The new Financial Audit standard became a priority at the board because of a perceived need to improve transparency in the entire audit process, from the development of company financial statements to the deliberations of audit committees to PCAOB inspections. PCAOB board member Jay Hanson notes that the oversight body should share as much as possible about its insights into public-company auditing. It’s clear that at least some audit-committee members are doing an outstanding job, exactly what the Sarbanes-Oxley Act envisioned, and I think part of our job is to help other audit-committee members to get to that high level. Sarbanes-Oxley requires that the audit committee be independent of company management.

The board originally proposed the standard in March 2010, and then worked on a revision at the end of 2011. AS 16 also builds on previous interim PCAOB standards that became effective in 1989, including AU Section 380, the first “Communication with Audit Committees,” and AU Section 310, called the “Appointment of the Independent Auditor.”
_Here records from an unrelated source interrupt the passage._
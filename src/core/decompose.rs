//! Decomposition of signed millisecond deltas into duration sequences.
//!
//! Purpose
//! -------
//! Convert a signed delta into (unit, quantity, leftover) entries against an
//! active [`UnitTable`]: a single leading-unit duration for one-phrase
//! formatting, and a precise coarsest-first sequence for multi-unit phrasing.
//!
//! Key behaviors
//! -------------
//! - Select the leading unit via the table's effective-range scan and
//!   truncate the quantity toward zero, carrying the exact remainder in the
//!   entry's `delta`.
//! - Build precise decompositions by repeatedly taking the leading duration
//!   of the remaining delta, appending entries with non-zero quantity, until
//!   the remainder is zero or no finer unit can consume it.
//! - Fail with `FormatError::UnresolvedUnit` against an empty table; no
//!   other failure mode exists.
//!
//! Invariants & assumptions
//! ------------------------
//! - Quantities truncate toward zero, so every entry's `quantity` and
//!   `delta` carry the input delta's sign (or are zero).
//! - The terminal entry's `delta` is the final remainder:
//!   `Σ quantity_i × millis_per_unit_i + last.delta` reproduces the input
//!   exactly. No clamping or padding is applied at this layer; display
//!   rounding belongs to the formatter.
//! - Each loop iteration strictly reduces the set of units that can still
//!   consume the remainder, so the precise decomposition terminates after at
//!   most one entry per registered unit.
//!
//! Conventions
//! -----------
//! - Deltas are `target - reference` in milliseconds: positive means future,
//!   negative means past, zero decomposes to a single zero entry on the
//!   finest applicable unit.
//! - Output order is coarsest unit first.
//!
//! Downstream usage
//! ----------------
//! - `engine::TimeEngine` computes deltas from `chrono` instants and calls
//!   [`leading_duration`] for `format` / `approximate_duration` and
//!   [`precise_durations`] for `decompose`.
//!
//! Testing notes
//! -------------
//! - Unit tests below cover single-entry decomposition, the multi-unit
//!   day/hour/minute scenario, sign mirroring, the round-trip law across a
//!   spread of deltas, sub-unit remainders on custom tables, and the
//!   empty-table error. Phrase-level behavior is tested in `formatter` and
//!   end-to-end in `tests/`.

use crate::{
    core::{durations::Duration, table::UnitTable},
    errors::FormatResult,
};

/// Decompose a delta onto its leading unit only.
///
/// The quantity is `delta / millis_per_unit` truncated toward zero and the
/// entry's `delta` field holds the exact remainder. For a magnitude smaller
/// than the leading unit the quantity is 0 and the whole delta is carried as
/// the remainder — display rounding may still lift it to one unit.
///
/// Errors
/// ------
/// - `FormatError::UnresolvedUnit` when the table is empty.
pub fn leading_duration(table: &UnitTable, delta: i64) -> FormatResult<Duration> {
    let unit = table.leading_unit(delta.abs())?.clone();
    let quantity = delta / unit.millis_per_unit;
    let remainder = delta - quantity * unit.millis_per_unit;
    Ok(Duration::new(unit, quantity, remainder))
}

/// Decompose a delta into an ordered sequence, coarsest unit first.
///
/// Entries with a zero quantity are appended only when they terminate the
/// sequence as the remainder carrier (the first entry always appears, so a
/// sub-unit delta still yields its terminal entry). The final entry's
/// `delta` is the undecomposed remainder, making the decomposition exactly
/// reversible.
///
/// Errors
/// ------
/// - `FormatError::UnresolvedUnit` when the table is empty.
pub fn precise_durations(table: &UnitTable, delta: i64) -> FormatResult<Vec<Duration>> {
    let mut durations = Vec::new();
    let mut remaining = delta;

    loop {
        let duration = leading_duration(table, remaining)?;
        // A zero quantity means no finer unit can consume the remainder;
        // a zero leftover means the delta is fully decomposed.
        let done = duration.quantity == 0 || duration.delta == 0;
        remaining = duration.delta;

        if duration.quantity != 0 || durations.is_empty() {
            durations.push(duration);
        }
        if done {
            break;
        }
    }

    Ok(durations)
}

#[cfg(test)]
mod tests {
    use super::*;
    use crate::{
        core::units::{
            TimeUnit, UnitName, MILLIS_PER_DAY, MILLIS_PER_HOUR, MILLIS_PER_MINUTE,
        },
        errors::FormatError,
    };

    // -------------------------------------------------------------------------
    // Scope
    // -----
    // These tests cover:
    // - Leading-unit decomposition for exact and inexact deltas, both signs.
    // - Precise decomposition ordering, zero-quantity suppression, and
    //   termination on custom tables.
    // - The exact round-trip law and the empty-table error.
    //
    // They intentionally DO NOT cover:
    // - Leading-unit *selection* rules (tested in `core::table`).
    // - Rounding and phrase rendering (tested in `durations` / `formatter`).
    // -------------------------------------------------------------------------

    /// Reconstruct the input delta from a precise decomposition:
    /// Σ quantity × millis_per_unit over all entries, plus the terminal
    /// entry's leftover.
    fn reassemble(durations: &[Duration]) -> i64 {
        let counted: i64 =
            durations.iter().map(|d| d.quantity * d.unit.millis_per_unit).sum();
        counted + durations.last().map(|d| d.delta).unwrap_or(0)
    }

    #[test]
    // Purpose
    // -------
    // Verify that an exact 12-minute future delta decomposes onto the minute
    // unit with no remainder.
    fn leading_duration_exact_minutes() {
        // Arrange
        let table = UnitTable::with_defaults();

        // Act
        let duration =
            leading_duration(&table, 12 * MILLIS_PER_MINUTE).expect("non-empty table");

        // Assert
        assert_eq!(duration.unit.name, UnitName::Minute);
        assert_eq!(duration.quantity, 12);
        assert_eq!(duration.delta, 0);
    }

    #[test]
    // Purpose
    // -------
    // Verify truncation toward zero with a remainder: 1 hour 49 minutes in
    // the past is -1 hour with -49 minutes left over.
    fn leading_duration_truncates_toward_zero() {
        // Arrange
        let table = UnitTable::with_defaults();
        let delta = -(MILLIS_PER_HOUR + 49 * MILLIS_PER_MINUTE);

        // Act
        let duration = leading_duration(&table, delta).expect("non-empty table");

        // Assert
        assert_eq!(duration.unit.name, UnitName::Hour);
        assert_eq!(duration.quantity, -1);
        assert_eq!(duration.delta, -49 * MILLIS_PER_MINUTE);
    }

    #[test]
    // Purpose
    // -------
    // Pin the multi-unit scenario: 3 days 15 hours 38 minutes in the past
    // decomposes coarsest-first into exactly those three entries with a zero
    // final remainder.
    fn precise_durations_day_hour_minute() {
        // Arrange
        let table = UnitTable::with_defaults();
        let delta = -(3 * MILLIS_PER_DAY + 15 * MILLIS_PER_HOUR + 38 * MILLIS_PER_MINUTE);

        // Act
        let durations = precise_durations(&table, delta).expect("non-empty table");

        // Assert
        let shape: Vec<(UnitName, i64)> =
            durations.iter().map(|d| (d.unit.name.clone(), d.quantity)).collect();
        assert_eq!(
            shape,
            vec![(UnitName::Day, -3), (UnitName::Hour, -15), (UnitName::Minute, -38)]
        );
        assert_eq!(durations.last().map(|d| d.delta), Some(0));
    }

    #[test]
    // Purpose
    // -------
    // Property: decomposition is exactly reversible for a spread of deltas
    // across unit boundaries and both signs (round-trip law).
    fn precise_durations_round_trip() {
        // Arrange
        let table = UnitTable::with_defaults();
        let deltas = [
            0,
            1,
            -1,
            999,
            2_000,
            -2_000,
            12 * MILLIS_PER_MINUTE,
            MILLIS_PER_HOUR + 49 * MILLIS_PER_MINUTE + 3_211,
            -(3 * MILLIS_PER_DAY + 15 * MILLIS_PER_HOUR + 38 * MILLIS_PER_MINUTE),
            7 * MILLIS_PER_DAY + 1,
            -1_234_567_890_123,
        ];

        // Act / Assert
        for delta in deltas {
            let durations = precise_durations(&table, delta).expect("non-empty table");
            assert_eq!(reassemble(&durations), delta, "round-trip failed for {delta}");
        }
    }

    #[test]
    // Purpose
    // -------
    // Verify sign mirroring: negating the delta negates every quantity and
    // leftover but keeps the same unit sequence.
    fn precise_durations_mirror_sign() {
        // Arrange
        let table = UnitTable::with_defaults();
        let delta = 3 * MILLIS_PER_DAY + 15 * MILLIS_PER_HOUR + 38 * MILLIS_PER_MINUTE + 17;

        // Act
        let future = precise_durations(&table, delta).expect("non-empty table");
        let past = precise_durations(&table, -delta).expect("non-empty table");

        // Assert
        assert_eq!(future.len(), past.len());
        for (f, p) in future.iter().zip(past.iter()) {
            assert_eq!(f.unit, p.unit);
            assert_eq!(f.quantity, -p.quantity);
            assert_eq!(f.delta, -p.delta);
        }
    }

    #[test]
    // Purpose
    // -------
    // Ensure a sub-unit delta on a single-unit table terminates with one
    // zero-quantity entry carrying the whole delta as remainder.
    fn precise_durations_sub_unit_remainder() {
        // Arrange
        let mut table = UnitTable::empty();
        table
            .register(
                TimeUnit::new(UnitName::Custom("tick".to_string()), 5_000, 0)
                    .expect("valid custom unit"),
            )
            .expect("registration succeeds");

        // Act
        let durations = precise_durations(&table, 3_000).expect("non-empty table");

        // Assert
        assert_eq!(durations.len(), 1);
        assert_eq!(durations[0].quantity, 0);
        assert_eq!(durations[0].delta, 3_000);
        assert_eq!(reassemble(&durations), 3_000);
    }

    #[test]
    // Purpose
    // -------
    // Ensure decomposition against a cleared table fails with
    // `UnresolvedUnit` for any non-zero delta.
    fn empty_table_is_unresolved() {
        // Arrange
        let mut table = UnitTable::with_defaults();
        table.clear();

        // Act / Assert
        assert!(matches!(leading_duration(&table, 42), Err(FormatError::UnresolvedUnit)));
        assert!(matches!(precise_durations(&table, 42), Err(FormatError::UnresolvedUnit)));
    }
}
The new standard focuses on “communication with the audit committee, not necessarily information sent to the audit committee. “We’re mindful of this standard potentially becoming just another checklist or boilerplate exercise of going through a list of requirements. We heard from commentators who didn’t want that and we’ve been responsive to those comments.

One criticism of AS 16 lies in letting auditors communicate orally with audit committees, instead of just requiring written documentation. Despite the oral presentations, however, the auditor would still have to document what would have been in the report.

The cost to adopt the new standard, however, remains a low concern. The PCAOB says communication between auditors and audit committees can be scaled up or down to fit the size of a company.